Environmental engineer Sagar Dhara is no celebrity but what he has achieved is worth putting under the spotlight. It was on the basis of a report submitted by Dhara that the 1,200 MW coal-based Udupi Power Corporation was slapped with a massive '5 crore fine and had its environmental clearance to expand in the area cancelled.
The move was a huge victory for the people who live in the area as they had been protesting against the thermal power station for ten years before it was established in 2008, just outside the Kudremukh National Park. Owned by industry behemoth Adani group, the people had complained about the ill-effects on public health and the poor yield of crops due to the proximity of the plant.

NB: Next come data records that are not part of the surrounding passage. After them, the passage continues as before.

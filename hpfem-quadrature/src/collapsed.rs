//! Rules for the reference triangle obtained by collapsing the reference quadrilateral.
//!
//! The Duffy map `x = (1 + u)(1 - v) / 2 - 1`, `y = v` takes `[-1, 1]^2` onto the reference
//! triangle, collapsing the top edge of the square into the vertex `(-1, 1)`. Its Jacobian
//! determinant `(1 - v) / 2` raises the degree in `v` by one, which is accounted for when
//! choosing the number of points.

use crate::univariate::gauss;
use crate::{gauss_points_for_order, Rule};

/// A collapsed Gauss rule for the reference triangle that integrates polynomials of total
/// degree `order` exactly.
pub fn triangle_gauss(order: u32) -> Rule<2> {
    let (wu, pu) = gauss(gauss_points_for_order(order));
    let (wv, pv) = gauss(gauss_points_for_order(order + 1));

    let mut weights = Vec::with_capacity(wu.len() * wv.len());
    let mut points = Vec::with_capacity(wu.len() * wv.len());
    for (&w_v, &[v]) in wv.iter().zip(&pv) {
        let jacobian = 0.5 * (1.0 - v);
        for (&w_u, &[u]) in wu.iter().zip(&pu) {
            weights.push(w_u * w_v * jacobian);
            points.push([0.5 * (1.0 + u) * (1.0 - v) - 1.0, v]);
        }
    }
    (weights, points)
}
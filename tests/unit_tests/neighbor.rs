use crate::unit_tests::fixtures::rectangle;
use hpfem::error::{classify, AssemblyError};
use hpfem::mesh::{Ctm, EdgeSegment, ElementId, Half, Mesh, Refinement};
use hpfem::neighbor::{ExtendedAsmList, MultimeshTree, NeighborKind, NeighborSearch, NeighborSegment, Side};
use hpfem::quadrature::ReferenceShape;
use hpfem::shapeset::ShapeFunction;
use hpfem::space::AsmList;
use nalgebra::Point2;
use Half::{First, Second};

fn segment(halves: &[Half]) -> EdgeSegment {
    EdgeSegment::from_halves(halves.to_vec())
}

/// Two unit squares side by side, the left one refined once.
fn hanging_node_mesh() -> Mesh {
    let mut mesh = rectangle([2.0, 1.0], [2, 1], ReferenceShape::Quadrilateral);
    mesh.refine_element(0, Refinement::Isotropic).unwrap();
    mesh
}

fn point_on_edge(mesh: &Mesh, element: ElementId, edge: usize, s: f64) -> Point2<f64> {
    let (a, b) = mesh.element(element).edge_vertices(edge);
    let (pa, pb) = (mesh.vertex(a), mesh.vertex(b));
    Point2::from(pa.coords * (0.5 * (1.0 - s)) + pb.coords * (0.5 * (1.0 + s)))
}

/// Checks that both sides of every segment describe the same physical points.
fn assert_segments_match(mesh: &Mesh, central: ElementId, edge: usize, segments: &[NeighborSegment]) {
    for s in segments {
        for g in [-1.0, -0.3, 0.5, 1.0] {
            let x = point_on_edge(mesh, central, edge, s.segment.map(g));
            let (neighbor_edge, t) = s.neighbor_parameter(g).unwrap();
            let y = point_on_edge(mesh, s.neighbor, neighbor_edge, t);
            assert!((x - y).norm() < 1e-14, "{} != {} on segment {:?}", x, y, s);
        }
    }
}

#[test]
fn tree_leaves_form_the_common_refinement() {
    let mut tree = MultimeshTree::new();
    assert_eq!(tree.leaves(), vec![EdgeSegment::whole()]);

    tree.insert(&segment(&[First, Second]));
    tree.insert(&segment(&[Second]));
    tree.insert(&EdgeSegment::whole());
    assert_eq!(
        tree.leaves(),
        vec![segment(&[First, First]), segment(&[First, Second]), segment(&[Second])]
    );
    assert_eq!(
        tree.leaves_under(&segment(&[First])).unwrap(),
        vec![segment(&[First, First]), segment(&[First, Second])]
    );
    assert_eq!(tree.leaves_under(&segment(&[Second])).unwrap(), vec![segment(&[Second])]);

    let err = tree.leaves_under(&segment(&[Second, First])).unwrap_err();
    assert!(matches!(classify(&err), Some(AssemblyError::Topology(_))));
}

#[test]
fn search_from_the_coarse_side() {
    let mesh = hanging_node_mesh();
    let upper_right = mesh.element(0).son(2).unwrap();
    let lower_right = mesh.element(0).son(1).unwrap();

    let search = NeighborSearch::for_region_edge(&mesh, 1, &Ctm::identity(), 3, false).unwrap();
    assert_eq!(search.central(), 1);
    assert_eq!(search.region_edge(), 3);
    assert_eq!(search.num_neighbors(), 2);
    let neighbors: Vec<_> = search.segments().iter().map(|s| s.neighbor).collect();
    assert_eq!(neighbors, vec![upper_right, lower_right]);
    assert_eq!(search.segments()[0].segment, segment(&[First]));
    assert_eq!(
        search.segments()[0].kind,
        NeighborKind::Across {
            edge: 1,
            segment: EdgeSegment::whole(),
            reversed: true
        }
    );
    assert_segments_match(&mesh, 1, 3, search.segments());
}

#[test]
fn search_from_the_fine_side() {
    let mesh = hanging_node_mesh();
    let lower_right = mesh.element(0).son(1).unwrap();

    let search = NeighborSearch::for_region_edge(&mesh, lower_right, &Ctm::identity(), 1, false).unwrap();
    assert_eq!(search.num_neighbors(), 1);
    let s = &search.segments()[0];
    assert_eq!(s.neighbor, 1);
    assert!(s.segment.is_whole());
    assert_eq!(
        s.kind,
        NeighborKind::Across {
            edge: 3,
            segment: segment(&[Second]),
            reversed: true
        }
    );
    assert_segments_match(&mesh, lower_right, 1, search.segments());
}

#[test]
fn search_from_a_sub_element_region() {
    let mesh = hanging_node_mesh();
    let upper_right = mesh.element(0).son(2).unwrap();

    // Upper left quarter of the coarse element: its left edge is the upper half of the
    // element's left edge
    let ctm = Ctm::son(ReferenceShape::Quadrilateral, 3);
    let search = NeighborSearch::for_region_edge(&mesh, 1, &ctm, 3, false).unwrap();
    assert_eq!(search.num_neighbors(), 1);
    assert_eq!(search.segments()[0].neighbor, upper_right);
    assert!(search.segments()[0].segment.is_whole());

    // Its right edge lies inside the element
    let search = NeighborSearch::for_region_edge(&mesh, 1, &ctm, 1, false).unwrap();
    assert_eq!(search.segments().len(), 1);
    assert_eq!(search.segments()[0].kind, NeighborKind::SameElement);
    assert_eq!(search.segments()[0].neighbor, 1);
    assert_eq!(search.segments()[0].neighbor_parameter(0.0), None);

    // Boundary edges have no neighbors
    let search = NeighborSearch::for_region_edge(&mesh, 1, &Ctm::identity(), 0, false).unwrap();
    assert_eq!(search.num_neighbors(), 0);
}

#[test]
fn segmentations_of_two_meshes_are_aligned() {
    let coarse = hanging_node_mesh();
    let mut fine = hanging_node_mesh();
    let upper_right = fine.element(0).son(2).unwrap();
    fine.refine_element(upper_right, Refinement::Isotropic).unwrap();

    let searches = [
        NeighborSearch::for_region_edge(&coarse, 1, &Ctm::identity(), 3, false).unwrap(),
        NeighborSearch::for_region_edge(&fine, 1, &Ctm::identity(), 3, false).unwrap(),
    ];
    assert_eq!(searches[0].num_neighbors(), 2);
    assert_eq!(searches[1].num_neighbors(), 3);

    let mut tree = MultimeshTree::new();
    for search in &searches {
        search.insert_into(&mut tree);
    }
    let aligned_coarse = searches[0].aligned(&tree).unwrap();
    let aligned_fine = searches[1].aligned(&tree).unwrap();
    assert_eq!(aligned_coarse.len(), 3);
    assert_eq!(aligned_fine.len(), 3);
    for (a, b) in aligned_coarse.iter().zip(&aligned_fine) {
        assert_eq!(a.segment, b.segment);
    }

    // The upper fine neighbor is seen twice from the coarse mesh, on halves of its edge
    assert_eq!(aligned_coarse[0].neighbor, upper_right);
    assert_eq!(aligned_coarse[1].neighbor, upper_right);
    assert_eq!(
        aligned_coarse[0].kind,
        NeighborKind::Across {
            edge: 1,
            segment: segment(&[Second]),
            reversed: true
        }
    );
    assert_segments_match(&coarse, 1, 3, &aligned_coarse);
    assert_segments_match(&fine, 1, 3, &aligned_fine);
}

#[test]
fn extended_lists_track_the_side_of_each_function() {
    let mut central = AsmList::new();
    central.push(ShapeFunction::Vertex(0), Some(0), 1.0);
    central.push(ShapeFunction::Vertex(1), None, 0.5);
    let mut neighbor = AsmList::new();
    neighbor.push(ShapeFunction::Vertex(2), Some(7), 1.0);

    let mut list = ExtendedAsmList::new();
    list.fill(&central, Some(&neighbor));
    let sides: Vec<_> = list.entries().iter().map(|e| e.side).collect();
    assert_eq!(sides, vec![Side::Central, Side::Central, Side::Neighbor]);
    assert_eq!(list.entries()[2].entry.dof, Some(7));

    list.fill(&central, None);
    assert_eq!(list.len(), 2);
    assert!(list.entries().iter().all(|e| e.side == Side::Both));
}
//! Global linear-algebra targets for finite element assembly.
//!
//! Assembly happens in two passes. The structure pass pre-registers every `(row, col)` pair
//! that may become nonzero and then calls [`SparseMatrix::alloc`], which freezes the
//! registered pairs into a fixed layout. The numeric pass zeroes the entries and adds dense
//! local blocks into the frozen layout.

mod csr;
mod dense;

pub use csr::CsrMatrix;

use nalgebra::DMatrixView;

/// A matrix that can be the target of global assembly.
pub trait SparseMatrix: Send {
    /// Number of rows (and columns) of the matrix.
    fn size(&self) -> usize;

    /// Discards any previous structure and resizes the matrix to `n x n`.
    fn prealloc(&mut self, n: usize);

    /// Registers `(row, col)` as a potential nonzero entry.
    fn pre_add_ij(&mut self, row: usize, col: usize);

    /// Freezes the registered entries into a fixed layout with all values zero.
    fn alloc(&mut self) -> eyre::Result<()>;

    /// Releases the structure and the values.
    fn free(&mut self);

    /// Sets all stored values to zero, keeping the structure.
    fn zero(&mut self);

    /// Adds the dense block `local` at the given global rows and columns.
    fn add_block(&mut self, rows: &[usize], cols: &[usize], local: DMatrixView<f64>) -> eyre::Result<()>;

    /// Adds a single value.
    fn add(&mut self, row: usize, col: usize, value: f64) -> eyre::Result<()>;

    /// Flushes buffered insertions, if any.
    fn finish(&mut self) {}
}

/// A vector that can be the target of global assembly.
pub trait Vector: Send {
    fn len(&self) -> usize;

    fn is_empty(&self) -> bool {
        self.len() == 0
    }

    /// Resizes the vector to `n` entries, all zero.
    fn alloc(&mut self, n: usize);

    fn zero(&mut self);

    fn add(&mut self, idx: usize, value: f64);

    fn finish(&mut self) {}
}
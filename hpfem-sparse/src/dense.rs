use crate::{SparseMatrix, Vector};
use eyre::eyre;
use nalgebra::{DMatrix, DMatrixView, DVector};

impl Vector for DVector<f64> {
    fn len(&self) -> usize {
        self.nrows()
    }

    fn alloc(&mut self, n: usize) {
        *self = DVector::zeros(n);
    }

    fn zero(&mut self) {
        self.fill(0.0);
    }

    fn add(&mut self, idx: usize, value: f64) {
        self[idx] += value;
    }
}

/// Dense matrices accept every entry, so the structure pass only fixes the size.
impl SparseMatrix for DMatrix<f64> {
    fn size(&self) -> usize {
        self.nrows()
    }

    fn prealloc(&mut self, n: usize) {
        *self = DMatrix::zeros(n, n);
    }

    fn pre_add_ij(&mut self, _row: usize, _col: usize) {}

    fn alloc(&mut self) -> eyre::Result<()> {
        self.fill(0.0);
        Ok(())
    }

    fn free(&mut self) {
        *self = DMatrix::zeros(0, 0);
    }

    fn zero(&mut self) {
        self.fill(0.0);
    }

    fn add_block(&mut self, rows: &[usize], cols: &[usize], local: DMatrixView<f64>) -> eyre::Result<()> {
        if local.nrows() != rows.len() || local.ncols() != cols.len() {
            return Err(eyre!(
                "local block is {}x{} but {} rows and {} columns were given",
                local.nrows(),
                local.ncols(),
                rows.len(),
                cols.len()
            ));
        }
        for (a, &row) in rows.iter().enumerate() {
            for (b, &col) in cols.iter().enumerate() {
                self[(row, col)] += local[(a, b)];
            }
        }
        Ok(())
    }

    fn add(&mut self, row: usize, col: usize, value: f64) -> eyre::Result<()> {
        self[(row, col)] += value;
        Ok(())
    }
}
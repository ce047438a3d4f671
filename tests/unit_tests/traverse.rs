use crate::unit_tests::fixtures::{shared, unit_square};
use hpfem::error::{classify, AssemblyError};
use hpfem::mesh::{Mesh, Refinement};
use hpfem::proptest::refined_mesh_pair;
use hpfem::quadrature::ReferenceShape;
use hpfem::traverse::{State, Traverse};
use proptest::prelude::*;
use std::sync::Arc;

fn traverse(meshes: &[&Arc<Mesh>]) -> Vec<State> {
    Traverse::begin(meshes.iter().map(|&mesh| mesh.clone()).collect())
        .unwrap()
        .collect()
}

/// Area covered by the states, measured through the elements of mesh `m`.
fn covered_area(meshes: &[&Arc<Mesh>], states: &[State], m: usize) -> f64 {
    states
        .iter()
        .map(|state| {
            let element = state.elements[m].unwrap();
            meshes[m].area(element) * state.transforms[m].scale()
        })
        .sum()
}

#[test]
fn single_mesh_visits_every_active_element_once() {
    for shape in [ReferenceShape::Triangle, ReferenceShape::Quadrilateral] {
        let mut mesh = unit_square(2, shape);
        mesh.refine_element(0, Refinement::Isotropic).unwrap();
        let mesh = shared(mesh);
        let states = traverse(&[&mesh]);

        assert_eq!(states.len(), mesh.num_active_elements());
        let mut visited: Vec<_> = states.iter().map(|s| s.elements[0].unwrap()).collect();
        visited.sort_unstable();
        visited.dedup();
        assert_eq!(visited.len(), states.len());
        assert!(states.iter().all(|s| s.is_whole_element(0)));
        assert!(states.iter().enumerate().all(|(i, s)| s.id == i));
    }
}

#[test]
fn coarse_elements_are_split_by_finer_meshes() {
    let coarse = shared(unit_square(2, ReferenceShape::Quadrilateral));
    let mut fine = unit_square(2, ReferenceShape::Quadrilateral);
    fine.refine_all_elements(Refinement::Isotropic).unwrap();
    let fine = shared(fine);

    let states = traverse(&[&coarse, &fine]);
    assert_eq!(states.len(), 16);
    for state in &states {
        assert!((state.transforms[0].scale() - 0.25).abs() < 1e-15);
        assert!(state.is_whole_element(1));
        assert_eq!(coarse.element(state.elements[0].unwrap()).id(), state.base);
    }
}

#[test]
fn anisotropic_refinements_intersect() {
    let mut horizontal = unit_square(1, ReferenceShape::Quadrilateral);
    horizontal.refine_element(0, Refinement::Horizontal).unwrap();
    let mut vertical = unit_square(1, ReferenceShape::Quadrilateral);
    vertical.refine_element(0, Refinement::Vertical).unwrap();
    let (horizontal, vertical) = (shared(horizontal), shared(vertical));
    let meshes = [&horizontal, &vertical];

    let states = traverse(&meshes);
    assert_eq!(states.len(), 4);
    for state in &states {
        assert!((state.transforms[0].scale() - 0.5).abs() < 1e-15);
        assert!((state.transforms[1].scale() - 0.5).abs() < 1e-15);
        // Every quarter touches two sides of the square
        assert_eq!(state.bnd.iter().filter(|&&b| b).count(), 2);
    }
    assert!((covered_area(&meshes, &states, 0) - 1.0).abs() < 1e-14);
    assert!((covered_area(&meshes, &states, 1) - 1.0).abs() < 1e-14);
}

#[test]
fn region_edges_inherit_boundary_markers() {
    let mut mesh = unit_square(1, ReferenceShape::Quadrilateral);
    mesh.refine_element(0, Refinement::Isotropic).unwrap();
    let mesh = shared(mesh);
    let coarse = shared(unit_square(1, ReferenceShape::Quadrilateral));
    let bottom = mesh.boundary_markers().internal_marker("bottom").unwrap();

    let states = traverse(&[&coarse, &mesh]);
    let lower_left = states
        .iter()
        .find(|s| s.elements[1] == mesh.element(0).son(0))
        .unwrap();
    assert_eq!(lower_left.edge_markers[0], bottom);
    assert_eq!(lower_left.bnd, vec![true, false, false, true]);
}

#[test]
fn meshes_must_share_the_base_mesh() {
    let err = Traverse::begin(vec![]).unwrap_err();
    assert!(matches!(classify(&err), Some(AssemblyError::Configuration(_))));

    let a = shared(unit_square(2, ReferenceShape::Quadrilateral));
    let b = shared(unit_square(3, ReferenceShape::Quadrilateral));
    let err = Traverse::begin(vec![a, b]).unwrap_err();
    assert!(matches!(classify(&err), Some(AssemblyError::Configuration(_))));
}

proptest! {
    #[test]
    fn states_tile_the_domain((base, refined) in refined_mesh_pair(3, 6)) {
        let (base, refined) = (shared(base), shared(refined));
        let meshes = [&base, &refined];
        let states = traverse(&meshes);

        prop_assert!(states.len() >= refined.num_active_elements());
        for m in 0..2 {
            prop_assert!((covered_area(&meshes, &states, m) - 1.0).abs() < 1e-12);
        }
        // Every active element of the finer mesh is visited
        for element in refined.active_elements() {
            prop_assert!(states.iter().any(|s| s.elements[1] == Some(element.id())));
        }
    }
}
//! Rules for the reference quadrilateral formed as tensor products of 1D Gauss rules.

use crate::univariate::gauss;
use crate::Rule;
use std::iter::repeat;

/// A Gauss quadrature rule for the reference quadrilateral `[-1, 1]^2`.
///
/// The rule is constructed as a tensor product from 1D rules, with the provided number of
/// points per dimension. Points are ordered with the first coordinate varying fastest.
pub fn quadrilateral_gauss(num_points_per_dim: usize) -> Rule<2> {
    let n = num_points_per_dim;
    let (weights1d, points1d) = gauss(n);

    let (weights, points) = weights1d
        .iter()
        .zip(&points1d)
        .flat_map(|(&wy, &[y])| repeat((wy, y)).zip(weights1d.iter().zip(&points1d)))
        .map(|((wy, y), (&wx, &[x]))| (wx * wy, [x, y]))
        .unzip();

    (weights, points)
}
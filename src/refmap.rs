//! Reference-to-physical maps of straight-edged elements.

use crate::error::evaluation_error;
use crate::mesh::{reference_edge_tangent, ElementId, Mesh};
use hpfem_quadrature::ReferenceShape;
use itertools::Itertools;
use nalgebra::{distance, Matrix2, Point2, Vector2};

/// Maps the reference element onto a physical element.
///
/// Triangles are mapped affinely, quadrilaterals bilinearly.
#[derive(Debug, Clone, PartialEq)]
pub struct RefMap {
    shape: ReferenceShape,
    vertices: Vec<Point2<f64>>,
}

impl RefMap {
    pub fn new(shape: ReferenceShape, vertices: Vec<Point2<f64>>) -> Self {
        assert_eq!(vertices.len(), shape.num_vertices());
        Self { shape, vertices }
    }

    pub fn for_element(mesh: &Mesh, id: ElementId) -> Self {
        Self::new(mesh.element(id).shape(), mesh.element_points(id))
    }

    pub fn shape(&self) -> ReferenceShape {
        self.shape
    }

    pub fn vertices(&self) -> &[Point2<f64>] {
        &self.vertices
    }

    #[rustfmt::skip]
    fn basis(&self, xi: &Point2<f64>) -> ([f64; 4], [Vector2<f64>; 4]) {
        let (x, y) = (xi.x, xi.y);
        match self.shape {
            ReferenceShape::Triangle => (
                [-0.5 * (x + y), 0.5 * (x + 1.0), 0.5 * (y + 1.0), 0.0],
                [
                    Vector2::new(-0.5, -0.5),
                    Vector2::new( 0.5,  0.0),
                    Vector2::new( 0.0,  0.5),
                    Vector2::zeros(),
                ],
            ),
            ReferenceShape::Quadrilateral => {
                let phi = |alpha: f64, beta: f64| (1.0 + alpha * x) * (1.0 + beta * y) / 4.0;
                let grad = |alpha: f64, beta: f64| {
                    Vector2::new(alpha * (1.0 + beta * y) / 4.0, beta * (1.0 + alpha * x) / 4.0)
                };
                (
                    [phi(-1.0, -1.0), phi(1.0, -1.0), phi(1.0, 1.0), phi(-1.0, 1.0)],
                    [grad(-1.0, -1.0), grad(1.0, -1.0), grad(1.0, 1.0), grad(-1.0, 1.0)],
                )
            }
        }
    }

    pub fn map(&self, xi: &Point2<f64>) -> Point2<f64> {
        let (phi, _) = self.basis(xi);
        let x = self
            .vertices
            .iter()
            .zip(phi)
            .fold(Vector2::zeros(), |acc, (v, phi)| acc + v.coords * phi);
        Point2::from(x)
    }

    /// The Jacobian `dx/dxi`, columns are the derivatives with respect to `xi` and `eta`.
    pub fn jacobian(&self, xi: &Point2<f64>) -> Matrix2<f64> {
        let (_, gradients) = self.basis(xi);
        self.vertices
            .iter()
            .zip(gradients)
            .fold(Matrix2::zeros(), |acc, (v, g)| acc + v.coords * g.transpose())
    }

    /// The inverse Jacobian together with the Jacobian determinant.
    pub fn inverse_jacobian(&self, xi: &Point2<f64>) -> eyre::Result<(Matrix2<f64>, f64)> {
        let j = self.jacobian(xi);
        let det = j.determinant();
        let inverse = j
            .try_inverse()
            .filter(|_| det > 0.0)
            .ok_or_else(|| evaluation_error(format!("singular or inverted reference map at {:?}", xi)))?;
        Ok((inverse, det))
    }

    /// Whether the Jacobian is constant, i.e. the element is a triangle or a parallelogram.
    pub fn is_const_jacobian(&self) -> bool {
        match self.shape {
            ReferenceShape::Triangle => true,
            ReferenceShape::Quadrilateral => {
                let v = &self.vertices;
                let defect = (v[0].coords + v[2].coords) - (v[1].coords + v[3].coords);
                defect.norm() <= 1e-12 * self.diameter()
            }
        }
    }

    /// Order added to integrands by the inverse Jacobian of a non-affine map.
    pub fn inv_ref_order(&self) -> i32 {
        if self.is_const_jacobian() {
            0
        } else {
            2
        }
    }

    /// Physical tangent `dx/ds` of local edge `edge` at the reference point `xi` on it.
    ///
    /// Its length is half the length of straight edges.
    pub fn edge_tangent(&self, edge: usize, xi: &Point2<f64>) -> Vector2<f64> {
        let [tx, ty] = reference_edge_tangent(self.shape, edge);
        self.jacobian(xi) * Vector2::new(tx, ty)
    }

    /// Outward unit normal of a counter-clockwise element, given an edge tangent.
    pub fn outward_normal(tangent: &Vector2<f64>) -> Vector2<f64> {
        Vector2::new(tangent.y, -tangent.x) / tangent.norm()
    }

    pub fn diameter(&self) -> f64 {
        self.vertices
            .iter()
            .tuple_combinations()
            .map(|(x, y)| distance(x, y))
            .fold(0.0, f64::max)
    }
}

Says Dhara, “The people of the area had been complaining about crop yield losses up to 25 kilometres from the plant. All agriculture had also almost completely stopped in a radius of 10 kilometres around the plant. There were no crops and no compensation.”
Giving its verdict, the National Green Tribunal observed that the “mismanagement of the environment was evident from the contamination of the water (surface and ground), soil and air apart from the impaired functional aspects of the biotic elements.” The plant was fined under the ‘polluters pay’ principle of the National Green Tribunal Act, 2010 and asked to make the payment to the Central Pollution Control Board (CPCB).
Dhara remembers starting to work for the underdog from his years at IIT Bombay in the 1970s. Even though he always had a job, his altruistic side has always remained active, working for several peoples’ movements for free. Therefore, when Janjagriti Samiti, fighting against the Udupi plant came to him, he was again only too happy to help.
But the former environmental engineering consultant to the UN Environment Programme believes that the problem with industrial pollution will not stop unless corrective steps are taken, starting with CPCB. “It is the regulating agencies who are helping the pollutants. The PCBs should be dissolved. They have become completely ineffective and counter-productive in environmental management. The granting of environmental licenses should be transferred to local self governments,” he says.
Though the 67-year-old has 30 defamation cases filed against him in courts across India, he does not let them bog him down.
Born to an eye surgeon and a well-read mother in Mumbai, Dhara remembers having a questioning mind since childhood. His mother recalls, at age four he asked why some people were poor! While his maternal grandfather K. Narasimha Rao was a freedom fighter “who spent most of his time in jail”, his paternal grandfather D. Sitaramaya was a Deputy Collector in Bellary district who later became the Diwan of Vizianagaram. He adds proudly, “My grandfather and father were both keen to get a bride from a freedom fighter’s family. Therefore, even though my father was a gold medallist in MBBS, with a degree in medicine from London, there was no dowry involved in their marriage, even in those days.”
Having worked as a professor at BITS Pilani, the father of three says his thirst for knowledge has is unquenchable.
“I was always searching for answers but no one had a single solution.
I even lived in Gandhigram village as I was enamored by Gandhi at the time, but again, I did not find all my answers about inequality there,” admits Dhara.
Neither did he find his answers in the works of J. Krishnamurti and German statistician and economist E.F. Schumacher, whose lecture he attended in London.
Concerned about climate change
These days, it is climate change that he is most concerned about. In fact, matters of global environmental issues have come to such a point that an emergency should be declared, states Dhara. “We only have 12 years to limit a climate change catastrophe. Environmental degradation has led to such rapid deterioration of land, water, air and biodiversity, that it has the potential to tip society over,” he cautions, adding, “Energy shortages were responsible for many civilisational collapses in the past such as the Mayans, whose sudden collapse was due to the overuse of natural resources.”
According to Dhara, the biggest threats we face are natural resource depletion such as oil gas and fossel fuels; inequality, where the richest 1 per cent own 45 per cent of the world’s wealth; global warming and environmental degradation of air, water and land.
He warns, “Resource depletion and inequality are seen as issues affecting certain societies or nations as most upheavals have remained largely contained to certain countries or societies. But they may no longer hold true in today’s globalised world and it will affect us all.”